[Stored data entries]
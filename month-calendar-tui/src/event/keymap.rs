//! 快捷键配置

use crossterm::event::{KeyCode, KeyEvent, KeyModifiers};

/// 快捷键绑定
#[derive(Debug, Clone)]
pub struct KeyBinding {
    pub modifiers: KeyModifiers,
    pub code: KeyCode,
}

impl KeyBinding {
    pub const fn new(modifiers: KeyModifiers, code: KeyCode) -> Self {
        Self { modifiers, code }
    }

    pub const fn key(code: KeyCode) -> Self {
        Self::new(KeyModifiers::NONE, code)
    }

    pub const fn ctrl(code: KeyCode) -> Self {
        Self::new(KeyModifiers::CONTROL, code)
    }

    /// 检查按键事件是否匹配此快捷键绑定
    pub fn matches(&self, key: &KeyEvent) -> bool {
        key.modifiers == self.modifiers && key.code == self.code
    }
}

/// 默认快捷键配置
pub struct DefaultKeymap;

impl DefaultKeymap {
    // 全局
    pub const QUIT: KeyBinding = KeyBinding::key(KeyCode::Char('q'));
    pub const FORCE_QUIT: KeyBinding = KeyBinding::ctrl(KeyCode::Char('c'));
    pub const HELP: KeyBinding = KeyBinding::key(KeyCode::F(1));
    pub const BACK: KeyBinding = KeyBinding::key(KeyCode::Esc);

    // 翻月
    pub const PREVIOUS_MONTH: KeyBinding = KeyBinding::key(KeyCode::Char('p'));
    pub const PREVIOUS_PAGE: KeyBinding = KeyBinding::key(KeyCode::PageUp);
    pub const NEXT_MONTH: KeyBinding = KeyBinding::key(KeyCode::Char('n'));
    pub const NEXT_PAGE: KeyBinding = KeyBinding::key(KeyCode::PageDown);
    pub const TODAY: KeyBinding = KeyBinding::key(KeyCode::Char('t'));

    // 约会
    pub const EDIT: KeyBinding = KeyBinding::key(KeyCode::Enter);
    pub const DELETE: KeyBinding = KeyBinding::key(KeyCode::Char('d'));
    pub const DELETE_KEY: KeyBinding = KeyBinding::key(KeyCode::Delete);
}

▸ EXERCISE GOAL: Go through the data above and return every line exactly.

▸ TASK SOLUTION:
filename month-calendar-tui/src/event/keymap.rs
//! 快捷键配置

use crossterm::event::{KeyCode, KeyEvent, KeyModifiers};

/// 快捷键绑定
#[derive(Debug, Clone)]
pub struct KeyBinding {
    pub modifiers: KeyModifiers,
    pub code: KeyCode,
}

impl KeyBinding {
    pub const fn new(modifiers: KeyModifiers, code: KeyCode) -> Self {
        Self { modifiers, code }
    }

    pub const fn key(code: KeyCode) -> Self {
        Self::new(KeyModifiers::NONE, code)
    }

    pub const fn ctrl(code: KeyCode) -> Self {
        Self::new(KeyModifiers::CONTROL, code)
    }

    /// 检查按键事件是否匹配此快捷键绑定
    pub fn matches(&self, key: &KeyEvent) -> bool {
        key.modifiers == self.modifiers && key.code == self.code
    }
}

/// 默认快捷键配置
pub struct DefaultKeymap;

impl DefaultKeymap {
    // 全局
    pub const QUIT: KeyBinding = KeyBinding::key(KeyCode::Char('q'));
    pub const FORCE_QUIT: KeyBinding = KeyBinding::ctrl(KeyCode::Char('c'));
    pub const HELP: KeyBinding = KeyBinding::key(KeyCode::F(1));
    pub const BACK: KeyBinding = KeyBinding::key(KeyCode::Esc);

    // 翻月
    pub const PREVIOUS_MONTH: KeyBinding = KeyBinding::key(KeyCode::Char('p'));
    pub const PREVIOUS_PAGE: KeyBinding = KeyBinding::key(KeyCode::PageUp);
    pub const NEXT_MONTH: KeyBinding = KeyBinding::key(KeyCode::Char('n'));
    pub const NEXT_PAGE: KeyBinding = KeyBinding::key(KeyCode::PageDown);
    pub const TODAY: KeyBinding = KeyBinding::key(KeyCode::Char('t'));

    // 约会
    pub const EDIT: KeyBinding = KeyBinding::key(KeyCode::Enter);
    pub const DELETE: KeyBinding = KeyBinding::key(KeyCode::Char('d'));
    pub const DELETE_KEY: KeyBinding = KeyBinding::key(KeyCode::Delete);
}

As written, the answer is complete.